Na noite de 1 de Agosto de 1961, um Citroën ID19 com matrícula diplomática atravessou os portões daquele que era então o território colonial mais pequeno do mundo. Era o Forte de São João Baptista de Ajudá, um enclave junto ao mar, na cidade de Ouidá, no actual Benim. A bordo do automóvel seguia Meneses Alves, o secretário da feitoria, acompanhado pela sua mulher e a filha. Cumprindo o ultimato das autoridades do Benim, abandonavam a colónia. Mas deixaram o forte em chamas, seguindo à risca as instruções que chegaram de Lisboa, do próprio Presidente do Conselho, António de Oliveira Salazar. Volvidos 53 anos, um carro com matricula portuguesa voltou a estacionar diante da Feitoria de Ajudá. O UMM Alter conduzido por Hélio Rodrigues e Daniel Amaro. É a ocasião perfeita para reviver memórias portuguesas em África…
E não são memórias quaisquer. Porque o abandono do Forte de São João Baptista de Ajudá foi a primeira derrota para Portugal, enquanto potência colonial. Embora se tratasse de um território minúsculo, confinado na altura à própria fortaleza e ao terreno que a rodeava, como que abriu um precedente.

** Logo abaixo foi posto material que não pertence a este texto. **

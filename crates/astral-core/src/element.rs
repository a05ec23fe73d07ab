//! Magical elements chosen at character creation

use serde::{Deserialize, Serialize};
use std::fmt;
use std::str::FromStr;
use thiserror::Error;

/// One of the five elements a mage can align with
#[derive(Debug, Clone, Copy, PartialEq, Eq, Hash, Serialize, Deserialize)]
#[serde(rename_all = "lowercase")]
pub enum Element {
    Fire,
    Nature,
    Water,
    Light,
    Dark,
}

/// Display metadata for an element
#[derive(Debug, Clone, Copy, PartialEq, Eq)]
pub struct ElementProfile {
    pub name: &'static str,
    pub description: &'static str,
    pub bonus: &'static str,
    pub ultimate: &'static str,
}

impl Element {
    /// All elements in selection order
    pub const ALL: [Element; 5] = [
        Element::Fire,
        Element::Nature,
        Element::Water,
        Element::Light,
        Element::Dark,
    ];

    /// Lowercase tag used in content files and storage
    pub fn as_str(&self) -> &'static str {
        match self {
            Element::Fire => "fire",
            Element::Nature => "nature",
            Element::Water => "water",
            Element::Light => "light",
            Element::Dark => "dark",
        }
    }

    /// Flavour text shown on the creation screen
    pub fn profile(&self) -> ElementProfile {
        match self {
            Element::Fire => ElementProfile {
                name: "Fire",
                description: "Masters of destruction and raw power",
                bonus: "+25% Attack Damage",
                ultimate: "Inferno Storm - Devastating area damage",
            },
            Element::Nature => ElementProfile {
                name: "Nature",
                description: "Guardians of life and regeneration",
                bonus: "+25% Mana Regeneration",
                ultimate: "World Tree - Massive healing and buffs",
            },
            Element::Water => ElementProfile {
                name: "Water",
                description: "Wielders of flow and adaptation",
                bonus: "+25% Spell Efficiency",
                ultimate: "Tsunami Wave - Overwhelming force",
            },
            Element::Light => ElementProfile {
                name: "Light",
                description: "Champions of purity and protection",
                bonus: "+25% Defense Rating",
                ultimate: "Divine Judgment - Holy devastation",
            },
            Element::Dark => ElementProfile {
                name: "Dark",
                description: "Masters of shadow and forbidden arts",
                bonus: "+25% Critical Chance",
                ultimate: "Void Collapse - Reality-bending power",
            },
        }
    }
}

impl fmt::Display for Element {
    fn fmt(&self, f: &mut fmt::Formatter<'_>) -> fmt::Result {
        f.write_str(self.as_str())
    }
}

/// Unknown element tag
#[derive(Debug, Clone, PartialEq, Eq, Error)]
#[error("unknown element: {0}")]
pub struct ParseElementError(pub String);

impl FromStr for Element {
    type Err = ParseElementError;

    fn from_str(s: &str) -> Result<Self, Self::Err> {
        Element::ALL
            .into_iter()
            .find(|e| e.as_str() == s)
            .ok_or_else(|| ParseElementError(s.to_string()))
    }
}
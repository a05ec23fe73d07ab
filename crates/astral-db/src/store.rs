//! Database store wrapper.

use crate::error::{Error, Result};
use crate::models::*;
use astral_core::{
    BuildingId, Character, CharacterId, GameStore, GuildMembership, OwnershipKind,
    OwnershipRecord, ResourceDelta, ResourceLedger,
};
use native_db::*;
use std::path::Path;
use std::sync::LazyLock;
use tracing::debug;

// Static models for the database
static MODELS: LazyLock<Models> = LazyLock::new(|| {
    let mut models = Models::new();
    models.define::<StoredCharacter>().unwrap();
    models.define::<StoredCounter>().unwrap();
    models.define::<StoredOwnership>().unwrap();
    models.define::<StoredMembership>().unwrap();
    models
});

/// native_db-backed [`GameStore`].
///
/// Every trait method runs in a single transaction.
pub struct DbStore {
    db: Database<'static>,
}

impl DbStore {
    /// Open or create a database at the given path.
    pub fn open(path: impl AsRef<Path>) -> Result<Self> {
        let db = Builder::new()
            .create(&MODELS, path.as_ref())
            .map_err(|e| Error::Database(e.to_string()))?;
        debug!(path = %path.as_ref().display(), "Opened database");
        Ok(Self { db })
    }

    /// Create an in-memory database.
    pub fn in_memory() -> Result<Self> {
        let db = Builder::new()
            .create_in_memory(&MODELS)
            .map_err(|e| Error::Database(e.to_string()))?;
        Ok(Self { db })
    }

    /// Load every stored character.
    pub fn all_characters(&self) -> Result<Vec<Character>> {
        let r = self.db.r_transaction()?;
        let scan = r.scan().primary::<StoredCharacter>()?;
        let iter = scan.all()?;
        let stored: std::result::Result<Vec<StoredCharacter>, _> = iter.collect();
        let stored = stored.map_err(|e| Error::Database(e.to_string()))?;
        stored.iter().map(StoredCharacter::to_character).collect()
    }

    /// Members of a guild recorded in this store.
    pub fn guild_members(&self, guild: &str) -> Result<Vec<GuildMembership>> {
        let r = self.db.r_transaction()?;
        let scan = r
            .scan()
            .secondary::<StoredMembership>(StoredMembershipKey::guild_id)?;
        let iter = scan.start_with(guild)?;
        let stored: std::result::Result<Vec<StoredMembership>, _> = iter.collect();
        let stored = stored.map_err(|e| Error::Database(e.to_string()))?;
        stored
            .iter()
            .filter(|m| m.guild_id == guild)
            .map(StoredMembership::to_membership)
            .collect()
    }
}

impl GameStore for DbStore {
    type Error = Error;

    fn allocate_character_id(&self) -> Result<CharacterId> {
        let rw = self.db.rw_transaction()?;
        let current: Option<StoredCounter> =
            rw.get().primary(StoredCounter::CHARACTER_ID.to_string())?;
        let next = current.map_or(0, |c| c.value) + 1;
        rw.upsert(StoredCounter {
            name: StoredCounter::CHARACTER_ID.to_string(),
            value: next,
        })?;
        rw.commit()?;
        Ok(CharacterId::new(next))
    }

    fn get_character(&self, id: CharacterId) -> Result<Option<Character>> {
        let r = self.db.r_transaction()?;
        let stored: Option<StoredCharacter> = r.get().primary(id.raw())?;
        stored.map(|s| s.to_character()).transpose()
    }

    fn insert_character(&self, character: &Character) -> Result<()> {
        let rw = self.db.rw_transaction()?;
        let existing: Option<StoredCharacter> = rw.get().primary(character.id.raw())?;
        if existing.is_some() {
            return Err(Error::DuplicateKey(character.id.to_string()));
        }
        rw.insert(StoredCharacter::from_character(character))?;
        rw.commit()?;
        debug!(character = %character.id, "Stored character");
        Ok(())
    }

    fn persist_resource_delta(&self, id: CharacterId, delta: &ResourceDelta) -> Result<ResourceLedger> {
        let rw = self.db.rw_transaction()?;
        let mut stored: StoredCharacter = rw
            .get()
            .primary(id.raw())?
            .ok_or_else(|| Error::NotFound(id.to_string()))?;
        let ledger = stored.to_character()?.ledger().apply_delta(delta)?;
        stored.set_ledger(&ledger);
        rw.upsert(stored)?;
        rw.commit()?;
        debug!(character = %id, gold = ledger.gold, mana = ledger.mana, turns = ledger.turns, "Ledger updated");
        Ok(ledger)
    }

    fn list_ownership(&self, id: CharacterId, kind: OwnershipKind) -> Result<Vec<OwnershipRecord>> {
        let r = self.db.r_transaction()?;
        let scan = r
            .scan()
            .secondary::<StoredOwnership>(StoredOwnershipKey::character_id)?;
        let iter = scan.start_with(id.raw())?;
        let stored: std::result::Result<Vec<StoredOwnership>, _> = iter.collect();
        let stored = stored.map_err(|e| Error::Database(e.to_string()))?;
        stored
            .iter()
            .filter(|s| s.character_id == id.raw() && s.is_kind(kind))
            .map(StoredOwnership::to_record)
            .collect()
    }

    fn create_ownership(&self, record: &OwnershipRecord) -> Result<bool> {
        let stored = StoredOwnership::from_record(record);
        let rw = self.db.rw_transaction()?;
        let existing: Option<StoredOwnership> = rw.get().primary(stored.key.clone())?;
        if existing.is_some() {
            return Ok(false);
        }
        let owner: Option<StoredCharacter> = rw.get().primary(record.character_id.raw())?;
        if owner.is_none() {
            return Err(Error::NotFound(record.character_id.to_string()));
        }
        rw.insert(stored)?;
        rw.commit()?;
        debug!(character = %record.character_id, entry = record.entry_id(), "Stored unlock");
        Ok(true)
    }

    fn update_building_level(&self, id: CharacterId, building: &BuildingId, level: u32) -> Result<()> {
        let key = StoredOwnership::key_for(id, OwnershipKind::Building, building.as_str());
        let rw = self.db.rw_transaction()?;
        let mut stored: StoredOwnership = rw
            .get()
            .primary(key.clone())?
            .ok_or(Error::NotFound(key))?;
        stored.level = level;
        rw.upsert(stored)?;
        rw.commit()?;
        Ok(())
    }

    fn persist_unlock(&self, delta: &ResourceDelta, unlock: &OwnershipRecord) -> Result<ResourceLedger> {
        let id = unlock.character_id;
        let record = StoredOwnership::from_record(unlock);
        let rw = self.db.rw_transaction()?;
        let mut owner: StoredCharacter = rw
            .get()
            .primary(id.raw())?
            .ok_or_else(|| Error::NotFound(id.to_string()))?;
        let ledger = owner.to_character()?.ledger().apply_delta(delta)?;

        let existing: Option<StoredOwnership> = rw.get().primary(record.key.clone())?;
        match existing {
            Some(_) if unlock.kind() == OwnershipKind::Spell => {
                return Err(Error::DuplicateKey(record.key));
            }
            Some(mut stored) => {
                stored.level = record.level;
                rw.upsert(stored)?;
            }
            None => {
                rw.insert(record)?;
            }
        }
        owner.set_ledger(&ledger);
        rw.upsert(owner)?;
        rw.commit()?;
        debug!(
            character = %id,
            entry = unlock.entry_id(),
            gold = ledger.gold,
            turns = ledger.turns,
            "Unlock stored"
        );
        Ok(ledger)
    }

    fn guild_membership(&self, id: CharacterId) -> Result<Option<GuildMembership>> {
        let r = self.db.r_transaction()?;
        let stored: Option<StoredMembership> = r.get().primary(id.raw())?;
        stored.map(|s| s.to_membership()).transpose()
    }

    fn create_membership(&self, membership: &GuildMembership) -> Result<()> {
        let id = membership.character_id;
        let rw = self.db.rw_transaction()?;
        let existing: Option<StoredMembership> = rw.get().primary(id.raw())?;
        if existing.is_some() {
            return Err(Error::DuplicateKey(format!("membership of {}", id)));
        }
        let owner: Option<StoredCharacter> = rw.get().primary(id.raw())?;
        if owner.is_none() {
            return Err(Error::NotFound(id.to_string()));
        }
        rw.insert(StoredMembership::from_membership(membership))?;
        rw.commit()?;
        Ok(())
    }

    fn remove_membership(&self, id: CharacterId) -> Result<Option<GuildMembership>> {
        let rw = self.db.rw_transaction()?;
        let stored: Option<StoredMembership> = rw.get().primary(id.raw())?;
        let Some(stored) = stored else {
            return Ok(None);
        };
        let membership = stored.to_membership()?;
        rw.remove(stored)?;
        rw.commit()?;
        Ok(Some(membership))
    }
}
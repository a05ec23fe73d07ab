//! Static reference data: buildings, spells, enemies and guilds

mod defs;
mod index;

#[cfg(test)]
pub(crate) mod fixtures;

pub use defs::{
    BuildingDef, DamageRange, EnemyDef, GuildDef, ProductionEffect, SpellCategory, SpellDef,
    SpellTier,
};
pub use index::{CatalogBuilder, CatalogEntry, CatalogError, CatalogIndex, CatalogKind};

…onde começou o final do Império Português
O derrubar do Império Colonial Português começou pela sua colónia mais pequena, que já pouco mais era do que uma mera presença histórica. Mas o alarme dos movimentos independentistas já tinha soado antes, o que conferiu ainda maior simbolismo ao abandono de Ajudá. A 4 de Fevereiro de 1961 tinham ocorrido os primeiros tumultos em Luanda, seguidos a 15 de Março, com os ataques nas fazendas do norte de Angola, que deram início à Guerra Colonial.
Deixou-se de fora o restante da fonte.